An additional point to note is that the coronavirus pandemic has also highlighted the importance of digital education. The Government has to focus on providing schools, teacher and students with the requisite tools for making it possible to study and learn on a digital platform.


Conclusion

Coordination between the Centre and the State is necessary to ensure the success of this policy since education comes under the Concurrent List. States must provide their consensus for implementation of the policy and aid the Centre in the development of infrastructure to ensure quality education to the students as per the policy guidelines. Proper guidelines must be created for the cost sharing of education related expenditures between the Centre and State. Allowing States to decide which languages students studying there will learn creates a lot of discrepancies within the country and will adversely affect many students who might be prejudiced because of learning only regional languages and not a language that is widely spoken all over the country.

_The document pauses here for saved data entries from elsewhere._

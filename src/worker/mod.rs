//! Dispatch system — moves pending tasks through the worker pool.
//!
//! Core components:
//! - `queue` — bounded task channel plus a side map of tracked tasks
//! - `dispatcher` — polls the store for pending tasks, reclaims stale ones
//! - `worker` — claims, runs and completes tasks
//! - `runtime` — starts everything under one token, graceful shutdown
//! - `stats` — shared counters

pub mod dispatcher;
pub mod queue;
pub mod runtime;
pub mod stats;
pub mod worker;

pub use dispatcher::{Dispatcher, DispatcherState};
pub use queue::{QueueEntry, TaskQueue, TaskReceiver};
pub use runtime::DispatchRuntime;
pub use stats::{DispatchStats, DispatchStatsSnapshot};
pub use worker::{Worker, WorkerDeps, spawn_workers};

New developments have been made in the technology sector which has also created new subject matters like cyber security and artificial intelligence. Due emphasis must be laid down to implement courses covering these matters as they are focused on the future. Opening the door for private universities with respect to higher education seems to be serving the interests of the rich and will disadvantage many students of the country who will be unable to afford the high tuition that will inevitably be charged by such institutions. A clear roadmap must also be provided regarding the training of teachers and the requirements they need to fulfil to qualify to teach under any section of the school structure.


It was extremely necessary to update our education policy but some of the provisos would cause more harm than good. The Government should be prepared to issue additional guidelines whenever required to ensure its smooth implementation and to safeguard the interests of all the students in the country whichever region or economic group they might come from.